| Exercise details |
Your answer should repeat every line of the records below in which the word "notify" appears.

| Material shown |
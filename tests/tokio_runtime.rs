//! Chain scenarios running on a real tokio-backed scheduler.
//!
//! The test body plays the host's game loop: it drains the foreground
//! executor in a polling loop until the chain signals completion.

use std::sync::atomic::{AtomicBool, Ordering};
use std::sync::mpsc;
use std::sync::Arc;
use std::time::{Duration, Instant};

use parking_lot::Mutex;
use serde_json::json;

use chainwork::scheduler::{ForegroundExecutor, GameScheduler, TokioScheduler};
use chainwork::ChainFactory;

/// Drive the foreground executor until `done_rx` yields, or fail after 10s.
async fn pump_until_done<T>(executor: &mut ForegroundExecutor, done_rx: &mpsc::Receiver<T>) -> T {
    let deadline = Instant::now() + Duration::from_secs(10);
    loop {
        executor.run_until_idle();
        if let Ok(value) = done_rx.try_recv() {
            return value;
        }
        assert!(Instant::now() < deadline, "chain did not finish in time");
        tokio::time::sleep(Duration::from_millis(1)).await;
    }
}

#[tokio::test(flavor = "multi_thread")]
async fn background_work_lands_back_on_the_foreground_drainer() {
    let (scheduler, mut executor) = TokioScheduler::new(Duration::from_millis(5));
    let factory = ChainFactory::new(scheduler.clone());
    let (done_tx, done_rx) = mpsc::channel();
    let foreground_seen = Arc::new(AtomicBool::new(false));
    let foreground_seen2 = foreground_seen.clone();
    let scheduler2 = scheduler.clone();

    factory
        .chain()
        .background_first(move || {
            // Blocking is fine here; this runs on the blocking pool.
            std::thread::sleep(Duration::from_millis(10));
            Ok(json!("computed"))
        })
        .foreground_last(move |v| {
            assert_eq!(v, json!("computed"));
            foreground_seen2.store(scheduler2.is_foreground_thread(), Ordering::SeqCst);
            Ok(())
        })
        .execute_done(move |ok| {
            let _ = done_tx.send(ok);
        })
        .unwrap();

    let ok = pump_until_done(&mut executor, &done_rx).await;
    assert!(ok);
    assert!(foreground_seen.load(Ordering::SeqCst));
}

#[tokio::test(flavor = "multi_thread")]
async fn delay_ticks_resumes_after_the_tick_interval() {
    let (scheduler, mut executor) = TokioScheduler::new(Duration::from_millis(5));
    let factory = ChainFactory::new(scheduler);
    let (done_tx, done_rx) = mpsc::channel();
    let started = Instant::now();

    factory
        .chain()
        .current_first(|| Ok(json!("held")))
        .delay_ticks(4)
        .current_last(move |v| {
            assert_eq!(v, json!("held"));
            Ok(())
        })
        .execute_done(move |ok| {
            let _ = done_tx.send(ok);
        })
        .unwrap();

    let ok = pump_until_done(&mut executor, &done_rx).await;
    assert!(ok);
    assert!(started.elapsed() >= Duration::from_millis(20));
}

#[tokio::test(flavor = "multi_thread")]
async fn deferred_task_completed_from_a_plain_thread() {
    let (_scheduler, mut executor) = TokioScheduler::new(Duration::from_millis(5));
    let factory = ChainFactory::new(_scheduler);
    let (done_tx, done_rx) = mpsc::channel();
    let delivered = Arc::new(Mutex::new(None));
    let delivered2 = delivered.clone();

    factory
        .chain()
        .current_first_callback(|completion| {
            // Hand the continuation to a foreign thread, the way a callback
            // API with its own thread pool would.
            std::thread::spawn(move || {
                std::thread::sleep(Duration::from_millis(5));
                completion.complete(json!("from elsewhere")).unwrap();
            });
        })
        .foreground_last(move |v| {
            *delivered2.lock() = Some(v);
            Ok(())
        })
        .execute_done(move |ok| {
            let _ = done_tx.send(ok);
        })
        .unwrap();

    let ok = pump_until_done(&mut executor, &done_rx).await;
    assert!(ok);
    assert_eq!(*delivered.lock(), Some(json!("from elsewhere")));
}

#[tokio::test(flavor = "multi_thread")]
async fn scheduler_shutdown_interrupts_a_waiting_chain() {
    let (scheduler, mut executor) = TokioScheduler::new(Duration::from_millis(5));
    let factory = ChainFactory::new(scheduler.clone());
    let (done_tx, done_rx) = mpsc::channel();
    let reached = Arc::new(AtomicBool::new(false));
    let reached2 = reached.clone();

    factory
        .chain()
        .current_first(|| Ok(json!(1)))
        .delay(Duration::from_secs(60))
        .current_run(move || {
            reached2.store(true, Ordering::SeqCst);
            Ok(())
        })
        .execute_done(move |ok| {
            let _ = done_tx.send(ok);
        })
        .unwrap();

    // Give the delay a moment to be registered, then pull the plug.
    tokio::time::sleep(Duration::from_millis(20)).await;
    scheduler.shutdown();

    let ok = pump_until_done(&mut executor, &done_rx).await;
    assert!(!ok);
    assert!(!reached.load(Ordering::SeqCst));
}

#[tokio::test(flavor = "multi_thread")]
async fn factory_shutdown_drains_new_chains_inline() {
    let (scheduler, _executor) = TokioScheduler::new(Duration::from_millis(5));
    let factory = ChainFactory::new(scheduler.clone());
    scheduler.shutdown();

    let (done_tx, done_rx) = mpsc::channel();
    let log = Arc::new(Mutex::new(Vec::new()));
    let (l1, l2) = (log.clone(), log.clone());

    // With the drain signal up, even foreground tasks run inline on this
    // thread; nothing depends on the executor being pumped.
    factory
        .chain()
        .background_first(move || {
            l1.lock().push("save");
            Ok(json!(1))
        })
        .foreground_last(move |_| {
            l2.lock().push("notify");
            Ok(())
        })
        .execute_done(move |ok| {
            let _ = done_tx.send(ok);
        })
        .unwrap();

    let ok = done_rx.recv_timeout(Duration::from_secs(1)).unwrap();
    assert!(ok);
    assert_eq!(*log.lock(), vec!["save", "notify"]);
}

| Answer to the exercise |
            l2.lock().push("notify");
    assert_eq!(*log.lock(), vec!["save", "notify"]);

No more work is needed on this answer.